Then he said, “Last year we were working these villages north of J-Bad. Little line of adobe settlements. We’d go in and distribute vitamin packs and solar-powered radios tuned to the pro-American station run by our Bravo team. I’d do inoculations on the kids the farmers brought in, do what I could for the villagers. Their nutrition was pretty poor, and you had to treat them symptomatically. Pepto-Bismol and aspirin.
“There was this one village along the river that allowed us to work out of it. Kind of use it as a central hub. They’d let us spend the night, get our Humvees behind their walls. They put out word to the locals that Americans were providing medical assistance, MREs, paying bounty for artillery shells, explosives, anything you could use as an IED. The village elder was younger than you’d normally see, maybe forty, forty-five. He had a little boy about five years old that took a liking to the captain. Massoud. His father had named him after the G-chief that the Talibs assassinated in the fall of ’oh-one. He didn’t have any use for the Taliban, and he had brothers who’d fought and died with the Northern Alliance. You could tell Wynne admired him, and the captain would teach his boy the English words for all the stuff he was wearing: his vest, fatigues, helmet, and patches. Got a New York Yankees cap sent over, gave it to Massoud. Boy never seemed to take it off. This was still the hearts-and-minds campaign, before everything went completely to hell.”
Bixby paused and ran a hand through his beard.
“But go to hell they did, and for two months straight they had us in Kunar doing raids. By they time we got back to working the villages, there was something nervous in the air. We’d been in a bad gunfight in Fallujah, back in ’oh-four; helo took fire and we almost lost the captain—”
“Wheels told me,” Russell said.
Bixby looked at him. He asked how Wheels knew.
“He said he’d heard it from a medic when we were stationed at the Rifles Base in Ramadi.”
“You were in Ramadi?”
Russell nodded.
Bixby was quiet for a few moments. He said, “Captain nearly died. They actually pronounced him dead. I think that’s when all of this started. Maybe he went away and came back, and when you come back from something like that you don’t come back all the way. I don’t know. I was just glad we hadn’t lost him. Saying he’s the best officer I’ve ever served under doesn’t do him justice. Best man I’ve served with. Period.”
“I think I might’ve gotten you off track,” Russell said.
“No,” said Bixby, “I got myself off track. So we were reestablishing contact with the locals, or trying to at least, but no one wanted to be seen talking to us. Farmers whose names we knew would go inside their houses whenever we passed. When we finally got down to the village by the river, we knew something bad had happened. Captain had us park the Humvees off beside this stand of mulberry trees, left Rosa and Perkins in the gun turrets to pull security, then we got out with our rifles and went in expecting an ambush.

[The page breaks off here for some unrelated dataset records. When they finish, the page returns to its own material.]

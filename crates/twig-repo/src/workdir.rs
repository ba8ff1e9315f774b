//! Access to the user's files.
//!
//! Paths are relative, `/`-separated strings. The metadata directory is
//! invisible through this interface.

use std::fs;
use std::io;
use std::path::{Component, Path, PathBuf};

use tracing::warn;
use walkdir::WalkDir;

use crate::error::{RepoError, RepoResult};
use crate::layout::DOT_DIR;

/// The working directory as seen by repository operations.
pub trait Workdir {
    /// Content of the file at `path`, or `None` if there is no such file.
    fn read(&self, path: &str) -> RepoResult<Option<Vec<u8>>>;

    /// Create or replace a file, creating parent directories as needed.
    fn write(&self, path: &str, content: &[u8]) -> RepoResult<()>;

    /// Delete a file. Deleting a missing file is not an error.
    fn delete(&self, path: &str) -> RepoResult<()>;

    /// Every file, recursively, sorted.
    fn files(&self) -> RepoResult<Vec<String>>;
}

/// [`Workdir`] over a directory on disk.
#[derive(Clone, Debug)]
pub struct FsWorkdir {
    root: PathBuf,
}

impl FsWorkdir {
    pub fn new(root: impl Into<PathBuf>) -> Self {
        Self { root: root.into() }
    }

    /// Map a repository path onto the filesystem, refusing anything that
    /// would leave the root or reach into the metadata directory.
    fn resolve(&self, path: &str) -> RepoResult<PathBuf> {
        let relative = Path::new(path);
        let mut components = relative.components().peekable();
        if components.peek().is_none() {
            return Err(RepoError::InvalidPath(path.to_string()));
        }
        for (i, component) in components.enumerate() {
            match component {
                Component::Normal(name) if !(i == 0 && name == DOT_DIR) => {}
                _ => return Err(RepoError::InvalidPath(path.to_string())),
            }
        }
        Ok(self.root.join(relative))
    }

    fn prune_empty_parents(&self, file: &Path) -> RepoResult<()> {
        let mut dir = file.parent();
        while let Some(current) = dir {
            if current == self.root || !current.starts_with(&self.root) {
                break;
            }
            if fs::read_dir(current)?.next().is_some() {
                break;
            }
            fs::remove_dir(current)?;
            dir = current.parent();
        }
        Ok(())
    }
}

impl Workdir for FsWorkdir {
    fn read(&self, path: &str) -> RepoResult<Option<Vec<u8>>> {
        let full = self.resolve(path)?;
        if !full.is_file() {
            return Ok(None);
        }
        match fs::read(&full) {
            Ok(content) => Ok(Some(content)),
            Err(e) if e.kind() == io::ErrorKind::NotFound => Ok(None),
            Err(e) => Err(e.into()),
        }
    }

    fn write(&self, path: &str, content: &[u8]) -> RepoResult<()> {
        let full = self.resolve(path)?;
        if let Some(parent) = full.parent() {
            fs::create_dir_all(parent)?;
        }
        fs::write(full, content)?;
        Ok(())
    }

    /// Also removes parent directories left empty, stopping at the root.
    fn delete(&self, path: &str) -> RepoResult<()> {
        let full = self.resolve(path)?;
        match fs::remove_file(&full) {
            Ok(()) => self.prune_empty_parents(&full),
            Err(e) if e.kind() == io::ErrorKind::NotFound => Ok(()),
            Err(e) => Err(e.into()),
        }
    }

    fn files(&self) -> RepoResult<Vec<String>> {
        let walker = WalkDir::new(&self.root)
            .min_depth(1)
            .into_iter()
            .filter_entry(|entry| !(entry.depth() == 1 && entry.file_name() == DOT_DIR));

        let mut files = Vec::new();
        for entry in walker {
            let entry = entry.map_err(io::Error::from)?;
            if !entry.file_type().is_file() {
                continue;
            }
            let relative = entry
                .path()
                .strip_prefix(&self.root)
                .map_err(|e| io::Error::new(io::ErrorKind::Other, e))?;
            let parts: Option<Vec<&str>> =
                relative.components().map(|c| c.as_os_str().to_str()).collect();
            match parts {
                Some(parts) => files.push(parts.join("/")),
                None => warn!(path = %entry.path().display(), "skipping non UTF-8 file name"),
            }
        }
        files.sort();
        Ok(files)
    }
}
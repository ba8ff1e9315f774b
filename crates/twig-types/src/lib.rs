//! Foundation types for twig.
//!
//! Every other twig crate depends on `twig-types`.
//!
//! # Key Types
//!
//! - [`ObjectId`]: Content-addressed identifier (BLAKE3 hash)
//! - [`ContentHasher`]: Domain-separated hasher producing [`ObjectId`]s
//! - [`Snapshot`]: Copy-on-write `path -> blob` mapping shared between
//!   commits and the staging index

pub mod error;
pub mod hasher;
pub mod object;
pub mod snapshot;

pub use error::TypeError;
pub use hasher::ContentHasher;
pub use object::ObjectId;
pub use snapshot::Snapshot;
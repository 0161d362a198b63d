use castbench::{BenchConfig, Error, Harness};
use log::{error, LevelFilter};
use simple_logger::SimpleLogger;
use std::io;
use std::io::Write;
use std::process;

fn main() {
    // Create a simple logger. `RUST_LOG` overrides the level.
    SimpleLogger::new()
        .with_level(LevelFilter::Info)
        .env()
        .init()
        .expect("the logger is initialized once");

    if let Err(err) = run() {
        error!("{}", err);
        process::exit(1);
    }
}

fn run() -> Result<(), Error> {
    let mut harness = Harness::new(BenchConfig::default())?;
    let stdout = io::stdout();
    let mut out = harness.run(stdout.lock())?;
    out.flush()?;
    Ok(())
}
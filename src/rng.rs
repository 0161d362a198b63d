//! Deterministic random number streams.
//!
//! Generation and shuffling draw from independent [`ChaCha8Rng`] streams derived from one
//! seed, so adding datasets does not change how the existing ones are shuffled.

use rand::SeedableRng;
use rand_chacha::ChaCha8Rng;

/// Creates the stream called `name` of `seed`.
pub fn stream(seed: u64, name: &str) -> ChaCha8Rng {
    ChaCha8Rng::seed_from_u64(derive_seed(seed, name))
}

/// Mixes the stream name into the seed.
fn derive_seed(seed: u64, name: &str) -> u64 {
    name.bytes().fold(
        seed.wrapping_mul(6364136223846793005)
            .wrapping_add(1442695040888963407),
        |acc, byte| {
            (acc ^ byte as u64)
                .wrapping_mul(6364136223846793005)
                .wrapping_add(1442695040888963407)
        },
    )
}
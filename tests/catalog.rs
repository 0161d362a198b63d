//! Tests for registering classes in a [`CatalogBuilder`].
use crate::helper::test_classes::{Extra, ExtraChild};
use castbench::class::{deep, shallow, Root, Unrelated};
use castbench::{CastKind, CatalogBuilder, CatalogError, Hierarchy};
use std::any::type_name;

mod helper;

/// Registers the root, the unrelated class and the deep chain.
fn deep_builder() -> CatalogBuilder {
    let mut builder = CatalogBuilder::new();
    builder.register_root::<Root>().unwrap();
    builder.register_unrelated::<Unrelated>().unwrap();
    builder.register::<deep::B>(Hierarchy::Deep).unwrap();
    builder.register::<deep::C>(Hierarchy::Deep).unwrap();
    builder.register::<deep::D>(Hierarchy::Deep).unwrap();
    builder.register::<deep::E>(Hierarchy::Deep).unwrap();
    builder.register::<deep::F>(Hierarchy::Deep).unwrap();
    builder.register::<deep::G>(Hierarchy::Deep).unwrap();
    builder.register::<deep::H>(Hierarchy::Deep).unwrap();
    builder
}

/// Tests the errors for registering the same or a second root or unrelated class.
#[test]
fn duplicates() {
    let mut builder = deep_builder();
    assert_eq!(
        builder.register_root::<Root>(),
        Err(CatalogError::RootAlreadyRegistered(type_name::<Root>()))
    );
    assert_eq!(
        builder.register_unrelated::<Unrelated>(),
        Err(CatalogError::UnrelatedAlreadyRegistered(type_name::<Unrelated>()))
    );
    assert_eq!(
        builder.register::<deep::C>(Hierarchy::Deep),
        Err(CatalogError::TypeAlreadyRegistered(type_name::<deep::C>()))
    );
    // Also when the other hierarchy has room left.
    assert_eq!(
        builder.register::<deep::H>(Hierarchy::Shallow),
        Err(CatalogError::TypeAlreadyRegistered(type_name::<deep::H>()))
    );
}

/// Tests the errors for classes that are declared with the wrong parent.
#[test]
fn parents() {
    let mut builder = CatalogBuilder::new();
    assert_eq!(
        builder.register_root::<deep::B>(),
        Err(CatalogError::UnexpectedParent(type_name::<deep::B>()))
    );
    assert_eq!(
        builder.register::<Root>(Hierarchy::Deep),
        Err(CatalogError::MissingParent(type_name::<Root>()))
    );

    builder.register_root::<Root>().unwrap();
    assert_eq!(
        builder.register::<deep::C>(Hierarchy::Deep),
        Err(CatalogError::ParentNotRegistered {
            class: type_name::<deep::C>()
        })
    );
    assert!(!builder.is_registered::<deep::C>());

    builder.register::<deep::B>(Hierarchy::Deep).unwrap();
    assert_eq!(
        builder.register::<deep::C>(Hierarchy::Shallow),
        Err(CatalogError::ForeignParent {
            class: type_name::<deep::C>(),
            parent: type_name::<deep::B>(),
        })
    );
    // The shared root can be extended from every hierarchy.
    builder.register::<shallow::B>(Hierarchy::Shallow).unwrap();
    assert!(builder.is_registered::<shallow::B>());
}

/// Tests that hierarchies hold exactly 8 classes.
#[test]
fn hierarchy_size() {
    let mut builder = deep_builder();
    assert_eq!(
        builder.register::<Extra>(Hierarchy::Deep),
        Err(CatalogError::HierarchyFull(Hierarchy::Deep))
    );

    builder.register::<Extra>(Hierarchy::Shallow).unwrap();
    builder.register::<ExtraChild>(Hierarchy::Shallow).unwrap();
    assert_eq!(
        builder.build().unwrap_err(),
        CatalogError::IncompleteHierarchy {
            hierarchy: Hierarchy::Shallow,
            found: 3,
        }
    );
}

/// Tests that the root and the unrelated class are required.
#[test]
fn missing_roots() {
    assert_eq!(
        CatalogBuilder::new().build().unwrap_err(),
        CatalogError::MissingRoot
    );

    let mut builder = CatalogBuilder::new();
    builder.register_root::<Root>().unwrap();
    assert_eq!(builder.build().unwrap_err(), CatalogError::MissingUnrelated);
}

/// Tests that the standard catalog resolves every class and rejects others.
#[test]
fn resolve() {
    let catalog = helper::catalog();
    assert_eq!(catalog.len(), 23);
    assert_eq!(catalog.resolve::<Root>(), Ok(catalog.root()));
    assert_eq!(catalog.resolve::<Unrelated>(), Ok(catalog.unrelated()));
    assert_eq!(
        catalog.resolve::<Extra>(),
        Err(CatalogError::NotRegistered(type_name::<Extra>()))
    );

    for kind in CastKind::ALL {
        assert!(kind.strategy_for::<ExtraChild>(&catalog).is_err());
        assert!(kind.strategy_for::<deep::H>(&catalog).is_ok());
    }
}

“We smelled it before we ever saw it. Stopped us like we’d hit an actual wall, and we just stood there, blinking. Piles of excrement on the ground, trash all over. The huts fallen in on themselves. Smell was so bad I got an instant migraine. When we got back to the outpost, I had to throw away my uniform. Brand new Crye Precision and I just pitched it. Ended up taking the stock and rail panels off my rifle and tossing those too. Threw away my go-to-hell bag. Threw out the case for my med kit. Changed out the bladder on my Camel and tossed the Oakleys I was wearing. Ox ended up cutting off his beard and shaving his head down to the scalp. . . .”
Bixby trailed off into silence and sat there a moment. He said, “No one left but the kids, Corporal. An entire village of children. And I don’t mean eleven, twelve-year-olds. I’m talking little kids: four, five, six—about the same age as Massoud. All girls, by the way. Just standing there in the doorways, staring at us. Only sound we could hear was the flies and our footsteps. We went down the little thoroughfare like sleepwalkers.
“Outside of one of the larger huts there was an old Afghan woman seated on a stool against the mud wall. Ziza walked up and started talking to her. Wynne said, ‘Ask her what happened,’ and Ziza would question her in Pashto. Kept referring to her, when he’d translate, as ‘grandmother,’ and from what he could gather, the Taliban had come into the village several weeks before. They’d executed the men, took the boys prisoner, beat the women bloody. Wynne was kneeling there beside the woman with a hand on her shoulder, listening to Ziza, shaking his head. Then he looked up and saw Massoud. He’d heard our voices and come from inside the hut to stand in the doorway.”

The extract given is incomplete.